O problema do “Conteúdo programático da ANAC”

Quando comparamos a formação aeronáutica brasileira com a de países mais desenvolvidos, é comum focar-se na estrutura aeroportuária, padronização das aulas de voo e custo benefício como um todo.

Todavia, pouco se fala de outro aspecto que também precisa evoluir na formação nacional: o conteúdo dos cursos teóricos.

Apesar do teórico de PP e PC terem ambos pontos a melhorar, o de PP é o maior alvo desse gênero de debate, vendo que é através dele que um piloto ingressa, preparado ou não, na aviação prática.


Parte do que estudamos não é necessário

Ainda me lembro de uma frase honesta que meu primeiro professor de Navegação Aérea citou em sala.

“Para falar a verdade, boa parte do que a gente vai ver aqui vocês nunca mais vão usar. Mas temos de estudar porque tudo isso está no conteúdo programático da ANAC.”

Papel das sapatas no freio a tambor, dimensão lateral das aeronaves inferiores e cálculo de base de nuvem, são algumas informações que precisamos decorar para a prova teórica, mas dificilmente utilizamos nos voos rotineiros.

Até mesmo o nosso inseparável amigo Computador de Voo acaba por ser aposentado.
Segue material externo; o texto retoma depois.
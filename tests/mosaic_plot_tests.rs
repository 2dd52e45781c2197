mod common;

use common::{ImageFixture, grey_images, solid};
use mosaic_rs::api::{GridOptions, MosaicOptions, SortKey};
use mosaic_rs::core::ImageSize;
use mosaic_rs::data::DataTable;
use mosaic_rs::features::HsvFeature;
use mosaic_rs::io::ImageSource;
use mosaic_rs::render::{Color, NullRenderer, PlotKind};
use mosaic_rs::{MosaicError, Plotter, PlotterConfig};

fn plotter() -> Plotter<NullRenderer> {
    Plotter::new(NullRenderer::default(), PlotterConfig::default()).expect("plotter init")
}

#[test]
fn mosaic_tiles_in_memory_images_edge_to_edge() {
    let mut plotter = plotter();
    let frame = plotter
        .mosaic_plot(
            None,
            MosaicOptions::new()
                .with_images(grey_images(&[10, 20, 30, 40, 50], 4))
                .with_image_size(ImageSize::square(4)),
        )
        .expect("mosaic");

    assert_eq!(frame.kind, PlotKind::Mosaic);
    assert_eq!(frame.size(), ImageSize::square(12));
    assert_eq!(frame.image.get_pixel(4, 4).0, [50; 3]);
    // unused trailing cells stay white
    assert_eq!(frame.image.get_pixel(11, 11).0, [255; 3]);
    assert_eq!(plotter.renderer().last_size, Some(ImageSize::square(12)));
}

#[test]
fn mosaic_sorts_by_hsv_value() {
    let mut plotter = plotter();
    let frame = plotter
        .mosaic_plot(
            None,
            MosaicOptions::new()
                .with_images(grey_images(&[200, 50, 120, 10], 2))
                .with_image_size(ImageSize::square(2))
                .with_sort_by(HsvFeature::Value),
        )
        .expect("mosaic");

    let corners: Vec<u8> = [(0, 0), (2, 0), (0, 2), (2, 2)]
        .iter()
        .map(|&(x, y)| frame.image.get_pixel(x, y)[0])
        .collect();
    assert_eq!(corners, vec![10, 50, 120, 200]);
}

#[test]
fn mosaic_sorts_by_data_column_from_files() {
    let fixture = ImageFixture::new();
    let files = fixture.write_grey_series(&[10, 20, 30, 40], 2);
    let table = DataTable::new()
        .with_text("path", files)
        .expect("path")
        .with_numeric("rank", vec![3.0, 0.0, 2.0, 1.0])
        .expect("rank");

    let config = PlotterConfig::default().with_image_dir(fixture.dir_string());
    let mut plotter = Plotter::new(NullRenderer::default(), config).expect("plotter init");
    let frame = plotter
        .mosaic_plot(
            Some(&table),
            MosaicOptions::new()
                .with_images("path")
                .with_image_size(ImageSize::square(2))
                .with_sort_by("rank"),
        )
        .expect("mosaic");

    assert_eq!(frame.image.get_pixel(0, 0)[0], 20);
    assert_eq!(frame.image.get_pixel(2, 0)[0], 40);
    assert_eq!(frame.image.get_pixel(0, 2)[0], 30);
    assert_eq!(frame.image.get_pixel(2, 2)[0], 10);
}

#[test]
fn unknown_sort_column_is_reported() {
    let mut plotter = plotter();
    let table = DataTable::new()
        .with_numeric("x", vec![1.0])
        .expect("x");
    let err = plotter
        .mosaic_plot(
            Some(&table),
            MosaicOptions::new()
                .with_images(grey_images(&[10], 2))
                .with_sort_by("missing"),
        )
        .expect_err("unknown key");
    assert!(matches!(err, MosaicError::UnknownSortKey(name) if name == "missing"));
}

#[test]
fn sort_values_must_match_image_count() {
    let mut plotter = plotter();
    let err = plotter
        .mosaic_plot(
            None,
            MosaicOptions::new()
                .with_images(grey_images(&[10, 20], 2))
                .with_sort_by(vec![1.0]),
        )
        .expect_err("length mismatch");
    assert!(matches!(err, MosaicError::InvalidData(_)));
}

#[test]
fn mixed_sizes_without_resize_are_rejected() {
    let mut plotter = plotter();
    let images = vec![solid(2, 2, [0, 0, 0]), solid(3, 2, [0, 0, 0])];
    let err = plotter
        .mosaic_plot(None, MosaicOptions::new().with_images(images).without_resize())
        .expect_err("mismatch");
    assert!(matches!(err, MosaicError::MismatchedImageSize { index: 1, .. }));
    assert_eq!(plotter.renderer().frames_rendered, 0);
}

#[test]
fn empty_image_set_is_rejected() {
    let mut plotter = plotter();
    let err = plotter
        .mosaic_plot(None, MosaicOptions::new().with_images(ImageSource::Images(Vec::new())))
        .expect_err("empty");
    assert!(matches!(err, MosaicError::NoImages));
}

#[test]
fn grid_inserts_padding_in_background_color() {
    let config = PlotterConfig::default().with_background(Color::BLACK);
    let mut plotter = Plotter::new(NullRenderer::default(), config).expect("plotter init");
    let frame = plotter
        .image_grid(
            None,
            GridOptions::new()
                .with_images(grey_images(&[100; 4], 3))
                .with_image_size(ImageSize::square(3))
                .with_padding(2),
        )
        .expect("grid");

    assert_eq!(frame.kind, PlotKind::Grid);
    assert_eq!(frame.size(), ImageSize::square(8));
    assert_eq!(frame.image.get_pixel(3, 0).0, [0; 3]);
    assert_eq!(frame.image.get_pixel(5, 5).0, [100; 3]);
}

#[test]
fn grid_padding_overflow_is_an_error() {
    let mut plotter = plotter();
    let err = plotter
        .image_grid(
            None,
            GridOptions::new()
                .with_images(grey_images(&[100; 4], 3))
                .with_image_size(ImageSize::square(3))
                .with_padding(u32::MAX),
        )
        .expect_err("padding overflows the canvas");
    assert!(matches!(err, MosaicError::InvalidData(_)));
}

#[test]
fn figsize_shrinks_the_final_plot() {
    let config = PlotterConfig::default().with_figsize(ImageSize::new(10, 10));
    let mut plotter = Plotter::new(NullRenderer::default(), config).expect("plotter init");
    let frame = plotter
        .mosaic_plot(
            None,
            MosaicOptions::new().with_images(grey_images(&[10, 20, 30, 40], 40)),
        )
        .expect("mosaic");
    assert_eq!(frame.size(), ImageSize::square(10));
}

#[test]
fn sort_key_parse_recognises_feature_names() {
    assert_eq!(SortKey::parse("__hue__"), SortKey::Hsv(HsvFeature::Hue));
    assert_eq!(SortKey::parse("__value__"), SortKey::Hsv(HsvFeature::Value));
    assert_eq!(SortKey::parse("score"), SortKey::Column("score".to_owned()));
}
Mesmo ele sendo uma ferramenta necessária na fase teórica, não é raro você ver pilotos formados o colocando a venda, em vista que os cálculos básicos que são necessários nos planejamentos de voos, como tempo de deslocamento em X velocidade, podem ser feitos com simples Regras de Três.
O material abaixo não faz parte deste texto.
use image::RgbImage;
use tracing::debug;

use crate::api::grid::DEFAULT_GRID_IMAGE_SIZE;
use crate::api::{Plotter, SortKey};
use crate::core::{BarLayout, ImageSize, apply_order};
use crate::data::{Categorical, Category, DataTable};
use crate::error::{MosaicError, MosaicResult};
use crate::io::ImageSource;
use crate::render::{AxisTick, Canvas, Color, PlotFrame, PlotKind, Renderer};

pub const DEFAULT_IMAGES_PER_ROW: usize = 50;

/// Stacks the images of each category level into a horizontal bar.
///
/// Levels are drawn bottom-up in level order; images keep their input order
/// within a bar. Returns the canvas and one y tick per level.
pub fn images_to_barplot(
    images: &[RgbImage],
    labels: &Categorical,
    images_per_row: usize,
    background: Color,
) -> MosaicResult<(RgbImage, Vec<AxisTick>)> {
    let first = images.first().ok_or(MosaicError::NoImages)?;
    if labels.len() != images.len() {
        return Err(MosaicError::InvalidData(format!(
            "bar plot has {} labels for {} images",
            labels.len(),
            images.len()
        )));
    }

    let tile = ImageSize::of(first);
    let groups = labels.groups();
    let sizes: Vec<usize> = groups.iter().map(Vec::len).collect();
    let layout = BarLayout::new(&sizes, tile, images_per_row)?;

    let mut canvas = Canvas::blank(layout.canvas_size(), background)?;
    for (members, offsets) in groups.iter().zip(layout.placements()) {
        for (&index, &at) in members.iter().zip(offsets) {
            canvas.paste(index, &images[index], tile, at)?;
        }
    }

    let ticks = labels
        .levels
        .iter()
        .zip(layout.ticks())
        .map(|(level, &position)| AxisTick::new(position, level.clone()))
        .collect();

    debug!(
        images = images.len(),
        levels = labels.levels.len(),
        images_per_row,
        canvas = %canvas.size(),
        "composed image bar plot"
    );
    Ok((canvas.into_image(), ticks))
}

#[derive(Debug, Clone, PartialEq)]
pub struct BarPlotOptions {
    /// Categorical variable splitting the bars.
    pub y: Category,
    pub images: ImageSource,
    /// Order of images along each bar.
    pub sort_by: Option<SortKey>,
    pub images_per_row: usize,
    pub image_size: Option<ImageSize>,
}

impl BarPlotOptions {
    #[must_use]
    pub fn new(y: impl Into<Category>) -> Self {
        Self {
            y: y.into(),
            images: ImageSource::default(),
            sort_by: None,
            images_per_row: DEFAULT_IMAGES_PER_ROW,
            image_size: Some(ImageSize::square(DEFAULT_GRID_IMAGE_SIZE)),
        }
    }

    #[must_use]
    pub fn with_images(mut self, images: impl Into<ImageSource>) -> Self {
        self.images = images.into();
        self
    }

    #[must_use]
    pub fn with_sort_by(mut self, sort_by: impl Into<SortKey>) -> Self {
        self.sort_by = Some(sort_by.into());
        self
    }

    #[must_use]
    pub fn with_images_per_row(mut self, images_per_row: usize) -> Self {
        self.images_per_row = images_per_row;
        self
    }

    #[must_use]
    pub fn with_image_size(mut self, image_size: ImageSize) -> Self {
        self.image_size = Some(image_size);
        self
    }
}

impl<R: Renderer> Plotter<R> {
    /// Bar plot whose bars are built from the images of each `y` level.
    pub fn image_barplot(
        &mut self,
        data: Option<&DataTable>,
        options: BarPlotOptions,
    ) -> MosaicResult<PlotFrame> {
        let mut labels = options.y.resolve(data)?;
        let mut images = self.load(data, &options.images, options.image_size)?;

        if labels.len() != images.len() {
            return Err(MosaicError::InvalidData(format!(
                "bar plot has {} labels for {} images",
                labels.len(),
                images.len()
            )));
        }

        if let Some(key) = &options.sort_by {
            let order = key.order(data, &images, self.config().n_jobs, false)?;
            // labels follow their images
            labels.codes = apply_order(labels.codes, &order);
            images = apply_order(images, &order);
        }

        let (image, ticks) = images_to_barplot(
            &images,
            &labels,
            options.images_per_row,
            self.config().background,
        )?;
        self.present(PlotFrame::new(PlotKind::BarPlot, image).with_y_ticks(ticks))
    }
}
“Ora, mas todo conhecimento é útil”

O elementar detalhe que impossibilita esse famoso argumento é o tempo do curso teórico.

Quatro meses é a média dos cursos teóricos no Brasil, e as escolas e livros fazem o possível para passar todo o conteúdo obrigatório dentro desse período.
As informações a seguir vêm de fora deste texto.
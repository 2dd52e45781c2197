use std::path::{Path, PathBuf};

use image::RgbImage;
use tracing::debug;

use crate::context;
use crate::core::ImageSize;
use crate::data::DataTable;
use crate::error::MosaicResult;
use crate::features::{HsvFeature, HsvOptions, extract_hsv_stats};
use crate::io::loader::load_images;
use crate::io::paths::{image_files_in, sample_images};

/// Name of the path column produced by [`directory_to_table`].
pub const IMAGE_PATH_COLUMN: &str = "image_path";

/// Loads every image in `image_dir`, optionally a seeded sample of them.
pub fn load_from_directory(
    image_dir: impl AsRef<Path>,
    n_samples: Option<usize>,
    size: Option<ImageSize>,
    seed: u64,
    n_jobs: i32,
) -> MosaicResult<Vec<RgbImage>> {
    let mut files = image_files_in(image_dir.as_ref())?;
    if let Some(n) = n_samples {
        files = sample_images(&files, n, seed);
    }
    load_images(&files, "", size, n_jobs)
}

/// Table with one `image_path` row per image in `image_dir`.
///
/// Paths are relative to `image_dir`. An empty `image_dir` falls back to the
/// active data context. Each requested HSV feature name (`__hue__`,
/// `__saturation__` or `__value__`) becomes an extra numeric column.
pub fn directory_to_table(
    image_dir: &str,
    features: &[&str],
    n_jobs: i32,
) -> MosaicResult<DataTable> {
    let image_dir = if image_dir.is_empty() {
        context::get_image_dir()
    } else {
        image_dir.to_owned()
    };
    let features: Vec<HsvFeature> = features
        .iter()
        .map(|name| name.parse())
        .collect::<MosaicResult<_>>()?;

    let root = PathBuf::from(&image_dir);
    let files = image_files_in(&root)?;
    let relative: Vec<String> = files
        .iter()
        .map(|file| {
            file.strip_prefix(&root)
                .unwrap_or(file)
                .to_string_lossy()
                .into_owned()
        })
        .collect();

    let mut table = DataTable::new();
    table.push_text(IMAGE_PATH_COLUMN, relative.iter().cloned())?;

    if !features.is_empty() {
        let images = load_images(&relative, &root, None, n_jobs)?;
        let stats = extract_hsv_stats(&images, HsvOptions::default(), n_jobs)?;
        for feature in features {
            table.push_numeric(
                feature.name(),
                stats.iter().map(|hsv| hsv[feature.index()]).collect(),
            )?;
        }
    }

    debug!(image_dir = %image_dir, rows = table.len(), "indexed image directory");
    Ok(table)
}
Se o curso fosse simplesmente aumentado para incluir o que a ANAC e o que os pilotos acham necessário, o custo da formação, que já não é barata, seria extrapolado ainda mais.

Por outro lado, os debates em relação a esse tema não visam simplesmente cortar os conteúdos “dispensáveis”, unicamente para diminuir o tempo e preço do curso. Há um motivo bem mais relevante como base.


Parte do que é necessário, não estudamos

Antes de todo voo em um espaço aéreo e aeronave que o requeira, temos de preencher um Plano de Voo, seja na sua versão completa ou simplificada. É algo que faz parte da rotina de boa parte dos pilotos.

Quantos planos de voos preenchi durante meu curso teórico? Zero.

O máximo que vimos foram detalhes quanto a sua validade legal, e o que caracteriza seu cancelamento ou processo de atualização. Tive de aprender na prática ao longo dos voos.

Motivo? Simples falta de grade para abordar esse assunto adicional, diante dos demais que são certos de estarem na prova teórica.

A Fraseologia de Tráfego Aéreo é outro conhecimento que precisamos colocar em prática em todo voo. Porém, assim como todo novo piloto no Brasil, aprendemos também esse tema unicamente na prática, direto na primeira aula de voo.

Isso é importante vendo que a comunicação é um dos pilares da segurança de voo, havendo ocorrido diversos incidentes e acidentes aéreos que tiveram a má emissão ou compreensão de informações como um dos fatores contribuintes.

Esses são apenas dois grandes exemplos dos diversos temas de uso rotineiro, que não estão em nosso curso teórico, simplesmente por falta de grade.


A consequência

Esse cenário gera dois fatores distintos.

O primeiro ponto resulta em uma parcela de pilotos despreparados, que só irão perceber a importância de certo conhecimento quando passarem por alguma situação perigosa e/ou tomarem uma salgada multa por infração de tráfego aéreo. “Como assim eu tinha de ver no ROTAER a FCA desse aeródromo? Não sabia.”

Por outro lado, essa mesma deficiência também demonstra como existem pilotos dedicados. Mesmo depois de passarem com sucesso na prova teórica, muitos continuam consumindo conteúdo teórico a fim de suprir tal falta, seja através de outros livros, cursos presenciais, conteúdos virtuais ou até em aulas particulares.

Mas claro, infelizmente nem todos são assim, gerando portanto uma constante possibilidade de hora ou outra isso não acabar bem.

Assim, seguimos torcendo pelo melhor, seja pelo bom preparo individual dos pilotos, ou pela esperança de que um dia tal conteúdo programático será revisto pela nossa agência.

Como diria o Professor Kalazans: “Os cursos teóricos não formam pilotos, formam alunos para passar na prova da ANAC.”